▶ Records to process:
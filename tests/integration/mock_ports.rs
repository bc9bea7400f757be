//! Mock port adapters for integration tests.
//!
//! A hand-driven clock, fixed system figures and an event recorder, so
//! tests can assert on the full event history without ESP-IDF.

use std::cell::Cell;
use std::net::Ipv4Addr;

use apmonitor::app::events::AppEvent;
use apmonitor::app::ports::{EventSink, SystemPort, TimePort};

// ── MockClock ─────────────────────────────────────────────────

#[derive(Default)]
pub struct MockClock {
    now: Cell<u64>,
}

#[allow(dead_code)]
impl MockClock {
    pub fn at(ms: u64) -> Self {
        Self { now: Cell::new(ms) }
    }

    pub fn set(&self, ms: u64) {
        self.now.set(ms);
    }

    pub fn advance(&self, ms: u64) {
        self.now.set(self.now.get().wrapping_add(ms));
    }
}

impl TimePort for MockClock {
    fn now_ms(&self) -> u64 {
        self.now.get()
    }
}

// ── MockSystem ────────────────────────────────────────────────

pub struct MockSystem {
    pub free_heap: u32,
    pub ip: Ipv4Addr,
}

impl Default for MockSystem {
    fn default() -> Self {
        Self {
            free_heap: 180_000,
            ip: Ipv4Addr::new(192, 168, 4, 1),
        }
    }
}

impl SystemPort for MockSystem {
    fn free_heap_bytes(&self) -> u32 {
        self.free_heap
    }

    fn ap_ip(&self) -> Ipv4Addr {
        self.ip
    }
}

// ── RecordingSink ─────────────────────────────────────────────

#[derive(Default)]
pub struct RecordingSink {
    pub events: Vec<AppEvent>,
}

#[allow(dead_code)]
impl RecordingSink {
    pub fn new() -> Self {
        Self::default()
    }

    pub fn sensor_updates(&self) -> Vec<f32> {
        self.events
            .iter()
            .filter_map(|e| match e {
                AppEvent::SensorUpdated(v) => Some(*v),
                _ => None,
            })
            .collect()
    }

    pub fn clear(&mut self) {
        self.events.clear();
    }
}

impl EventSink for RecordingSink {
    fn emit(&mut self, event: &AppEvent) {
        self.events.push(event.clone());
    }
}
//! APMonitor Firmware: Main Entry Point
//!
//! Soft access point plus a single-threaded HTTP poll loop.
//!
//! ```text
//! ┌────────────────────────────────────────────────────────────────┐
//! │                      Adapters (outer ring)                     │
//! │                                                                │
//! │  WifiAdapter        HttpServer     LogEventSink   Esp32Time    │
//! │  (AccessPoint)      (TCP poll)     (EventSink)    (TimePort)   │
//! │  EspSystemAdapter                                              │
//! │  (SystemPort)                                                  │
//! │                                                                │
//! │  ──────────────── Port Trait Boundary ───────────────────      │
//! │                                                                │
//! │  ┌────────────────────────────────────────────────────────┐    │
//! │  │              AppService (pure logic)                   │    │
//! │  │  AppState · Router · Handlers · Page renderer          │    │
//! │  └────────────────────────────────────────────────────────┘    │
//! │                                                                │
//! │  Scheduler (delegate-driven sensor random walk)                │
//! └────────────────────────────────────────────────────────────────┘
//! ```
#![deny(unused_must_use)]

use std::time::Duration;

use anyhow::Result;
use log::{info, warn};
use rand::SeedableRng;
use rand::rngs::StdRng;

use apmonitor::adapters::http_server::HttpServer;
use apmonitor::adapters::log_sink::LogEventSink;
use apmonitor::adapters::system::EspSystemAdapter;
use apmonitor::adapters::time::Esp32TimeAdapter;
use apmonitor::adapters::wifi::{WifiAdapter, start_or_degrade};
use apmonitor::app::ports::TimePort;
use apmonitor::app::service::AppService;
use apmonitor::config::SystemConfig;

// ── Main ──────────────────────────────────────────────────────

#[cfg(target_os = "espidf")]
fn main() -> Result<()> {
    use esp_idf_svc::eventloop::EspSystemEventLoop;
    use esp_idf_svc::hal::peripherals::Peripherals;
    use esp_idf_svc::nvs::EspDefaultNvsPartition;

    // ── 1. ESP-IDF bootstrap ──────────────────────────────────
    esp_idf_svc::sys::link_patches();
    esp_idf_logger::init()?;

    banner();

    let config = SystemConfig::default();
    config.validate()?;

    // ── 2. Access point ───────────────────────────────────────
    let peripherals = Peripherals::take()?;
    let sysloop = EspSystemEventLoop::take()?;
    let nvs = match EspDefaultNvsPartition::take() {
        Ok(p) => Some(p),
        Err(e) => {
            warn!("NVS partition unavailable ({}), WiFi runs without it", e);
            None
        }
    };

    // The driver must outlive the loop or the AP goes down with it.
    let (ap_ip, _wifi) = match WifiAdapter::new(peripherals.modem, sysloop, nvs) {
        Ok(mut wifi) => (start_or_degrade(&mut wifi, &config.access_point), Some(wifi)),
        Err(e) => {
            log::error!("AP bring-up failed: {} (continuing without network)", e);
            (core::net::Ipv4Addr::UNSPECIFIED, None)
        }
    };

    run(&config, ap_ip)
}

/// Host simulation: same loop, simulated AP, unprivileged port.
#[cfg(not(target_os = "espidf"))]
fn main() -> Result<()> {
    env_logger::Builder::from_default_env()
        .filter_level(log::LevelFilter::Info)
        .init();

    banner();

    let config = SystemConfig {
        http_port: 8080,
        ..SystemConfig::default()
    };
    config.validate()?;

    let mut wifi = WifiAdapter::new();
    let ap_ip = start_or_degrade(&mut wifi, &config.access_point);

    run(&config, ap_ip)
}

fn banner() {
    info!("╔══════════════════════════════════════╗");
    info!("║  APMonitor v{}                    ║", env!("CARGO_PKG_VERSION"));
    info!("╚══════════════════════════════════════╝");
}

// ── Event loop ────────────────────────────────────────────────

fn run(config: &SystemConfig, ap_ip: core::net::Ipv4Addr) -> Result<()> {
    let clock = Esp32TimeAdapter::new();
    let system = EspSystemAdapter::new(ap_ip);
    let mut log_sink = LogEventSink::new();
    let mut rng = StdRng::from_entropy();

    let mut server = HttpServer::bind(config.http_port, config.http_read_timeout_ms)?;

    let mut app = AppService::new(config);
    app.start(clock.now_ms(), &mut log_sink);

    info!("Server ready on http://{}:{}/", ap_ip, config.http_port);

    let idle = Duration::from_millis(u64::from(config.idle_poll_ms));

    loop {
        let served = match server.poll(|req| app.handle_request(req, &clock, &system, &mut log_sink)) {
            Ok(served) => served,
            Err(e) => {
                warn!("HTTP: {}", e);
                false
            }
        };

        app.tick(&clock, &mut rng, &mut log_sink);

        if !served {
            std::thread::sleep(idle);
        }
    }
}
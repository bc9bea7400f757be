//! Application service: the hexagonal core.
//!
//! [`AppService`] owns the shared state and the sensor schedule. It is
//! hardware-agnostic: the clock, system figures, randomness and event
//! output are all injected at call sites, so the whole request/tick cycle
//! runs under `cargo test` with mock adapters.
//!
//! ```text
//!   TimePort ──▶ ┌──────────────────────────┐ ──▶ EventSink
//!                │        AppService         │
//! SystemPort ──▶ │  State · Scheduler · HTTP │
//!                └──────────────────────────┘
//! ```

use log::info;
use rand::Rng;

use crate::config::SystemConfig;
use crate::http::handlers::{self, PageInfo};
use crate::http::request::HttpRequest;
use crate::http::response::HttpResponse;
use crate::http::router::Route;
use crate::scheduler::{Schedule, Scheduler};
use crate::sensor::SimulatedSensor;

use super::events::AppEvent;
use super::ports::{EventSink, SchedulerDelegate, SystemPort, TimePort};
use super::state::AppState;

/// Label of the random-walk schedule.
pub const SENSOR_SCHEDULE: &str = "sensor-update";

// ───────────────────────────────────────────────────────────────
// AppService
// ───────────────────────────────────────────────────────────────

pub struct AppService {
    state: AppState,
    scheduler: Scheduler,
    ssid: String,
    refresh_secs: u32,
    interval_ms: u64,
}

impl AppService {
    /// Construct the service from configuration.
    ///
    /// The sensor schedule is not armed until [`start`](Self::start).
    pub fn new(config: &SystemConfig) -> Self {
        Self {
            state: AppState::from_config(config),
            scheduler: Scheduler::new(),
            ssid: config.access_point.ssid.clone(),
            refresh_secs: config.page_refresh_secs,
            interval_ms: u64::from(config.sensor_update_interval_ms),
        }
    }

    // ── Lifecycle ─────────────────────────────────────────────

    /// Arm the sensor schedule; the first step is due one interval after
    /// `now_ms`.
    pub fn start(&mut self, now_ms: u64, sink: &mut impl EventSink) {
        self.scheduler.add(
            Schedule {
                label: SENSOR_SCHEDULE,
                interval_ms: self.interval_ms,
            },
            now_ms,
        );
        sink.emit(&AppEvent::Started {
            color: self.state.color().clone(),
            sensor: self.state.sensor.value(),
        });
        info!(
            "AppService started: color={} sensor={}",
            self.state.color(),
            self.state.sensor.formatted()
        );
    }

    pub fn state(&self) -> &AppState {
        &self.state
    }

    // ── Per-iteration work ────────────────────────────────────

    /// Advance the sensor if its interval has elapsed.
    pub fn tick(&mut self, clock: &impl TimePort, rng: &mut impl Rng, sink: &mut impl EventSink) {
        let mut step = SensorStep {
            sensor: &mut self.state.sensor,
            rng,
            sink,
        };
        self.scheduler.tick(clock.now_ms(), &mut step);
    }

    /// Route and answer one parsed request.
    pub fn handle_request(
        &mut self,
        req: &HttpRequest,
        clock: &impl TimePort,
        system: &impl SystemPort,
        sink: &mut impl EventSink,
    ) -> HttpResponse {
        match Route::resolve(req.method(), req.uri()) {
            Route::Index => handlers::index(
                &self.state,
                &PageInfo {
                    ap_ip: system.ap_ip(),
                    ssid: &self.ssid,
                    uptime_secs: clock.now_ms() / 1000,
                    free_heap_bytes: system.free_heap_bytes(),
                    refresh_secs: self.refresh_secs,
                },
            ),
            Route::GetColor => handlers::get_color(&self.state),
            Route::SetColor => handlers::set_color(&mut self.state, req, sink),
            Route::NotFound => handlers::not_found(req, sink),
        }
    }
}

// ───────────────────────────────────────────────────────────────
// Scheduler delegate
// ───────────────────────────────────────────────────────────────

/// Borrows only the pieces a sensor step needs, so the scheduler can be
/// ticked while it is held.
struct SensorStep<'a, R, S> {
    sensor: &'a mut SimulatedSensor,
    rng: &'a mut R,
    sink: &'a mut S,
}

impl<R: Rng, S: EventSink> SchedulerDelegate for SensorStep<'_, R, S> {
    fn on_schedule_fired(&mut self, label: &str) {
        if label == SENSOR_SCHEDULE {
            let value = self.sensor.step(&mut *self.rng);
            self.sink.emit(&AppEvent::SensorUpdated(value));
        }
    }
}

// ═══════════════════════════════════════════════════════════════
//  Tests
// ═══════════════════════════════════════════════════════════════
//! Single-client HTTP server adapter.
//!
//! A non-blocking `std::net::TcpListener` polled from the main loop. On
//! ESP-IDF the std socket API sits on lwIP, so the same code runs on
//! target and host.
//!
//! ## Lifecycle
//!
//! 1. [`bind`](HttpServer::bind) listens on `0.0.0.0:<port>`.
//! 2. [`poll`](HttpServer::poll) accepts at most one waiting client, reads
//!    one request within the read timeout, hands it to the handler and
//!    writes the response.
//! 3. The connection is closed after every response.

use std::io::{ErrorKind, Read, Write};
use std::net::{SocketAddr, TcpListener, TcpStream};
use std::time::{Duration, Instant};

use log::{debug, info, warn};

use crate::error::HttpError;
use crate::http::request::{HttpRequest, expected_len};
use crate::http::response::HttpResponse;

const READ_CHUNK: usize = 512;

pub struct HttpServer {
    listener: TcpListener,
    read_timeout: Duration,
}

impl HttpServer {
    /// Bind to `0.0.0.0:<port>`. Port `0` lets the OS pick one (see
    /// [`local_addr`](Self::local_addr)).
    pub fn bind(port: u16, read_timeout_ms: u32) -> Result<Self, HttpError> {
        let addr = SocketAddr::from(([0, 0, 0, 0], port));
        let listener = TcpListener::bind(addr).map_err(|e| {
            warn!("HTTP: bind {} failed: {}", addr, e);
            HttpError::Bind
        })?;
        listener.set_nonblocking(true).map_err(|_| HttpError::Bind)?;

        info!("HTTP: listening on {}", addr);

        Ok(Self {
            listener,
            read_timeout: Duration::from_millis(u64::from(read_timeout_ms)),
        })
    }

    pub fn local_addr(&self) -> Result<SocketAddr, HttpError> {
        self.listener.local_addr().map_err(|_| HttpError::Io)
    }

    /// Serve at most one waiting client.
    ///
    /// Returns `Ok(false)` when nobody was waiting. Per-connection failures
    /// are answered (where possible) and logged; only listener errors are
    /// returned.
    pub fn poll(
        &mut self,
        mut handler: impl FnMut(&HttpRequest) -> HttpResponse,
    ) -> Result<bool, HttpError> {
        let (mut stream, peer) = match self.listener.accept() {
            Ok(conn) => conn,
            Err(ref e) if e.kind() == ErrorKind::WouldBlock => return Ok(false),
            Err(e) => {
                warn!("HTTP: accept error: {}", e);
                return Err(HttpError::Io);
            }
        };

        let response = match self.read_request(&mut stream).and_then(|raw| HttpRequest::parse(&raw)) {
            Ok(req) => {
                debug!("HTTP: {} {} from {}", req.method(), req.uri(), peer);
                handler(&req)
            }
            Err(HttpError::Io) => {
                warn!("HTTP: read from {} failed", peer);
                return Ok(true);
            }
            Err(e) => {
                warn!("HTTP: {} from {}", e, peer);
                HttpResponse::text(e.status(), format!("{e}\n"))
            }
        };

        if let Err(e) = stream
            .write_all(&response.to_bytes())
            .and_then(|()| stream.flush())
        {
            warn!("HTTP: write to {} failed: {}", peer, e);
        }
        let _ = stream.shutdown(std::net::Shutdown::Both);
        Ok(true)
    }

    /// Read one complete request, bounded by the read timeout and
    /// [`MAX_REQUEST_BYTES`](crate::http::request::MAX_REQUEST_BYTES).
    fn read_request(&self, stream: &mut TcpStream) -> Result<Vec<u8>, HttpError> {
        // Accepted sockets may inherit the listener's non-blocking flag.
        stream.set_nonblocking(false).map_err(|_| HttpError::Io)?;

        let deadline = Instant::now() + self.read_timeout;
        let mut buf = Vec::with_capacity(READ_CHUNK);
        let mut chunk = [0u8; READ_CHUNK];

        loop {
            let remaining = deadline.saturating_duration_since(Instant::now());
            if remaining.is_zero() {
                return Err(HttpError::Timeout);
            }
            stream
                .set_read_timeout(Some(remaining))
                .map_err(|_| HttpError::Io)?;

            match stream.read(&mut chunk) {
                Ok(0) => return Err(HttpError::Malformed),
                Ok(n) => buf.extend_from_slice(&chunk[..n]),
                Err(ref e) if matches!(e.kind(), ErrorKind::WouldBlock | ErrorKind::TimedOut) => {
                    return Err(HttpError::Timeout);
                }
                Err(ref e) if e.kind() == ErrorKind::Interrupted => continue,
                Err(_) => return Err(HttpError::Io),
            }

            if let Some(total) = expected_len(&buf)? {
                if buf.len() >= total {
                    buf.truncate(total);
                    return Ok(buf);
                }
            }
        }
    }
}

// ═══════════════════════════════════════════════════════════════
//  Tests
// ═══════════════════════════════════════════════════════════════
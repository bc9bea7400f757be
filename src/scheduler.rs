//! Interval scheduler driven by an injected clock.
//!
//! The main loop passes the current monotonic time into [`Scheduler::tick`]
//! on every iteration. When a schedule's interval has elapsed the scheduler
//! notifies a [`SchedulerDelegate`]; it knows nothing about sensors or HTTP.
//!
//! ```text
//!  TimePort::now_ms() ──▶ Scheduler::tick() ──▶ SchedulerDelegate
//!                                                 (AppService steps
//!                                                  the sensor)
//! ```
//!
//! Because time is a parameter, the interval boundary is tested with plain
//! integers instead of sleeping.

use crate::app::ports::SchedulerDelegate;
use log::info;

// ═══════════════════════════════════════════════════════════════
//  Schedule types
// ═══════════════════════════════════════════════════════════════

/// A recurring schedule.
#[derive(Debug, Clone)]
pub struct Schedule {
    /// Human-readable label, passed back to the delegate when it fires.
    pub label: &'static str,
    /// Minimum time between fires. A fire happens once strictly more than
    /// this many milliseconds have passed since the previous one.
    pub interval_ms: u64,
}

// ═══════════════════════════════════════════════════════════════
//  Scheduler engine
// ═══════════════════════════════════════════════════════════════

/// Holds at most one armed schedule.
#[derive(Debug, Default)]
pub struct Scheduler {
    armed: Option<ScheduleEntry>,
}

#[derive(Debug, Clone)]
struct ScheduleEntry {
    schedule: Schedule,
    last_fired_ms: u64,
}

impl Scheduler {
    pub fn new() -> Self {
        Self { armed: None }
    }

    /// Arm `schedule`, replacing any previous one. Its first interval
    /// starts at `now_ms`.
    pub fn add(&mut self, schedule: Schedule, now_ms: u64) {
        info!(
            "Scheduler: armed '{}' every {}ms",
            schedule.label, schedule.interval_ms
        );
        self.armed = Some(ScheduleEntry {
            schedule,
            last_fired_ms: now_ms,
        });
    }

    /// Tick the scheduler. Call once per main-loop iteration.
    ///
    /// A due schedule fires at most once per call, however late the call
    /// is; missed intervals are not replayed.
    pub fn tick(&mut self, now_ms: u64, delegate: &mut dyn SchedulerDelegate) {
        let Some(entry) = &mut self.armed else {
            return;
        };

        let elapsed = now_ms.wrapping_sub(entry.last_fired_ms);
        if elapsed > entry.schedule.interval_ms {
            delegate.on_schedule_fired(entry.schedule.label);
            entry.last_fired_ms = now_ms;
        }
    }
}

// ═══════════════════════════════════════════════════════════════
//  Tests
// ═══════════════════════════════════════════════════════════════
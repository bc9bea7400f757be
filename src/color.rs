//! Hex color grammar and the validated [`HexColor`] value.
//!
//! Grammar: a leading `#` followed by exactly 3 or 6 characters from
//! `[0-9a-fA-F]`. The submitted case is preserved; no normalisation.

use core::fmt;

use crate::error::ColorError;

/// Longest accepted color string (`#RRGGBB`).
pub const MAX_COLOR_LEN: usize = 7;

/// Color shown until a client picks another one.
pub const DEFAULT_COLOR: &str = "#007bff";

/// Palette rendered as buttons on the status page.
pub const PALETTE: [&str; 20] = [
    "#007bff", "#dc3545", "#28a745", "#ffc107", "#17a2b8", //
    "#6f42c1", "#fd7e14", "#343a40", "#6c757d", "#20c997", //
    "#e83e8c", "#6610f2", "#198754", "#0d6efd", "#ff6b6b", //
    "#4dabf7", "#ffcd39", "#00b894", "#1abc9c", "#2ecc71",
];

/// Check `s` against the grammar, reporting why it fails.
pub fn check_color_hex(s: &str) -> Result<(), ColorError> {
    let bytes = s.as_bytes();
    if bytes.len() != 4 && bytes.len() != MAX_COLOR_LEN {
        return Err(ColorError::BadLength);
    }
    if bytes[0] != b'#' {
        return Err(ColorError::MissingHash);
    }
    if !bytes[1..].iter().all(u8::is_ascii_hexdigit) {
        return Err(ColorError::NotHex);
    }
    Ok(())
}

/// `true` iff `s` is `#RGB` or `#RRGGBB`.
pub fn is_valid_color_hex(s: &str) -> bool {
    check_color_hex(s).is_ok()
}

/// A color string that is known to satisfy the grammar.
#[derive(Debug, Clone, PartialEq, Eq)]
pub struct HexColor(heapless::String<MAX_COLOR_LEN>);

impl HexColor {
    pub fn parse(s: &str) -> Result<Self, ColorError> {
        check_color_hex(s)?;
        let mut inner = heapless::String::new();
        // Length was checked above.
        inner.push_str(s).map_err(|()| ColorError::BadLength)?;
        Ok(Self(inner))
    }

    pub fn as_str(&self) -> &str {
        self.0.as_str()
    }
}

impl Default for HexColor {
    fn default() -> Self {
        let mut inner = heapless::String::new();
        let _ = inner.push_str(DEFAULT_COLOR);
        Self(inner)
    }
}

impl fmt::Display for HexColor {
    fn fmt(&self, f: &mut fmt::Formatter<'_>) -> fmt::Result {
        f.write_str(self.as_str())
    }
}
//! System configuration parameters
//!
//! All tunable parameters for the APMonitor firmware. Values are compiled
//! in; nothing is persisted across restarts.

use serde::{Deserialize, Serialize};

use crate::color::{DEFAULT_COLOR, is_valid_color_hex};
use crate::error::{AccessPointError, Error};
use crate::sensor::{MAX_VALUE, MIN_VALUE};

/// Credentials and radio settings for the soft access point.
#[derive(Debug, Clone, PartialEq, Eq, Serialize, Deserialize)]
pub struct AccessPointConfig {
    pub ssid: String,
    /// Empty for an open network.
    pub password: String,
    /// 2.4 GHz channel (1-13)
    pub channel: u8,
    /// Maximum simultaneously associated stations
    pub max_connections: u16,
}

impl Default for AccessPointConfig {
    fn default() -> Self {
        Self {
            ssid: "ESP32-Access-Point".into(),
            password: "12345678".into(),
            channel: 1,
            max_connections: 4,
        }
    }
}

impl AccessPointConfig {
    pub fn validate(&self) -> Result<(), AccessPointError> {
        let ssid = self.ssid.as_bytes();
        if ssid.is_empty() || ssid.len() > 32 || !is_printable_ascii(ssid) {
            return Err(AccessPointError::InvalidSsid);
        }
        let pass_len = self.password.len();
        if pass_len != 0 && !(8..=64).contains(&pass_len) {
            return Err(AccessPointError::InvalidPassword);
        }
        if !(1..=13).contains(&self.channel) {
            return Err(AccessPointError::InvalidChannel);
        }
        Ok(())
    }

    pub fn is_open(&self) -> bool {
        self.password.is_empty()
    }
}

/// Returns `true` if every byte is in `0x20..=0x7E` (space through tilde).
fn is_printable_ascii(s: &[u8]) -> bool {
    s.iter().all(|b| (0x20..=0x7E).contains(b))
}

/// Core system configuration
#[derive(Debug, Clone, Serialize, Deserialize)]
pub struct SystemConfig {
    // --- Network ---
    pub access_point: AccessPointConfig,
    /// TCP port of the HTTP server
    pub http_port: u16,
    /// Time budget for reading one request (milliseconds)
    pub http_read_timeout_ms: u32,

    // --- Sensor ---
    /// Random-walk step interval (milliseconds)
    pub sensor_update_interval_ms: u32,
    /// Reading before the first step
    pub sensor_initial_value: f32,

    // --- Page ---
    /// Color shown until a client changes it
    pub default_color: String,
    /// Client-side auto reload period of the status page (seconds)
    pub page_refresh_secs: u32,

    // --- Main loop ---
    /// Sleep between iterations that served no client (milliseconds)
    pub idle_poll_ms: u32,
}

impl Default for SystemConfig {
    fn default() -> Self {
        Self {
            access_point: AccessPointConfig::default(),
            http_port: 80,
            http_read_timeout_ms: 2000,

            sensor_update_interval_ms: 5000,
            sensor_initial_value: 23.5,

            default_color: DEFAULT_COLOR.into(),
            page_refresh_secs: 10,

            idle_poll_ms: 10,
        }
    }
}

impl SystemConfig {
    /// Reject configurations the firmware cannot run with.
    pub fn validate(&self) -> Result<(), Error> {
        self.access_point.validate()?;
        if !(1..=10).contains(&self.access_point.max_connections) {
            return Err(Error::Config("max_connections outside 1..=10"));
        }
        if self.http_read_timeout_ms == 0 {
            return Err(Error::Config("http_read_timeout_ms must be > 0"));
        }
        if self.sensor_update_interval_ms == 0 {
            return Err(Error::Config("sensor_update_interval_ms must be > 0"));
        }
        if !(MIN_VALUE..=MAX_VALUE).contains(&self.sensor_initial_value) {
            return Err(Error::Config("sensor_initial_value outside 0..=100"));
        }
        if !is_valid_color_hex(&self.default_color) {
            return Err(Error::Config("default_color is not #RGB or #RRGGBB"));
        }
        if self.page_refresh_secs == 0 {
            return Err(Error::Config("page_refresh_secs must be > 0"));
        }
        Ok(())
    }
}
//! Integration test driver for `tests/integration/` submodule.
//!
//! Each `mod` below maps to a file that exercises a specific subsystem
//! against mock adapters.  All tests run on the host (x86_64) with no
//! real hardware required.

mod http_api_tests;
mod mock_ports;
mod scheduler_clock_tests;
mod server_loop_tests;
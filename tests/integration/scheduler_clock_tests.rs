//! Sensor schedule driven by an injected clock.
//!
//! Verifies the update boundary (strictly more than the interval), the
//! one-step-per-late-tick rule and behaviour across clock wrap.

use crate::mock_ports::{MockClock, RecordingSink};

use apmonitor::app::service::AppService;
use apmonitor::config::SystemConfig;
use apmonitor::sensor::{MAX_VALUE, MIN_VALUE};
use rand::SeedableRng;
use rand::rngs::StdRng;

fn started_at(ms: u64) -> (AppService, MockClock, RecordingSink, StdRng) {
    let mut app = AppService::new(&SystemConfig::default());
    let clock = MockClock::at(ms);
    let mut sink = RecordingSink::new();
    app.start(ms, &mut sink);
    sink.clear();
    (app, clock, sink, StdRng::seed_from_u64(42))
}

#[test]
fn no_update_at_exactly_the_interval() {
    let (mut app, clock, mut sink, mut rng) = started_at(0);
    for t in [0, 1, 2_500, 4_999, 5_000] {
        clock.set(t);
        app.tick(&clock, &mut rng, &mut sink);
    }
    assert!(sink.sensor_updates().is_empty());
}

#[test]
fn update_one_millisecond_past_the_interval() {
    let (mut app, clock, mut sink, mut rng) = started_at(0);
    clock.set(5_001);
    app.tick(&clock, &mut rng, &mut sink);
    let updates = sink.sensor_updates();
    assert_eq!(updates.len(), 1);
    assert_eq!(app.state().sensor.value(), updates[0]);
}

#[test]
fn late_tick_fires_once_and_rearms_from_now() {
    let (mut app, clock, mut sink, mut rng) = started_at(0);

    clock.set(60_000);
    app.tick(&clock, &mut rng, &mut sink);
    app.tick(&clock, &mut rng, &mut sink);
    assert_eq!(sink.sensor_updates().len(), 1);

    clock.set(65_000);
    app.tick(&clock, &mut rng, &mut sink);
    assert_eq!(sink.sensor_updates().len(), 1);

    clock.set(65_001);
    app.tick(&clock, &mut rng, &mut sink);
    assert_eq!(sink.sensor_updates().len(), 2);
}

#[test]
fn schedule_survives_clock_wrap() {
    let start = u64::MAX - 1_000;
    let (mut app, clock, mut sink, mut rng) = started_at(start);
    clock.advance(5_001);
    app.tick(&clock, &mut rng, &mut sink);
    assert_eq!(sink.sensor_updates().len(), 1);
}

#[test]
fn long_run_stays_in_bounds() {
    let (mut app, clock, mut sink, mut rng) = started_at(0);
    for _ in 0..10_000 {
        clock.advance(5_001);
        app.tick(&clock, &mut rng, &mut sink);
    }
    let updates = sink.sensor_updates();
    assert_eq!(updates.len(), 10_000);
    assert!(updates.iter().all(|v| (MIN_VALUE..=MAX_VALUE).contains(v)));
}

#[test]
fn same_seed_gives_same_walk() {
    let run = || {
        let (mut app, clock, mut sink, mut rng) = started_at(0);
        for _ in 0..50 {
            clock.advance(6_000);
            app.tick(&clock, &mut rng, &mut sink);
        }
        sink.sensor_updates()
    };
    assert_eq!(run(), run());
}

▶ Work instructions:
In the lines above, locate the string "between". Copy every line where it occurs.

▶ Response:
    /// Minimum time between fires. A fire happens once strictly more than
    /// Sleep between iterations that served no client (milliseconds)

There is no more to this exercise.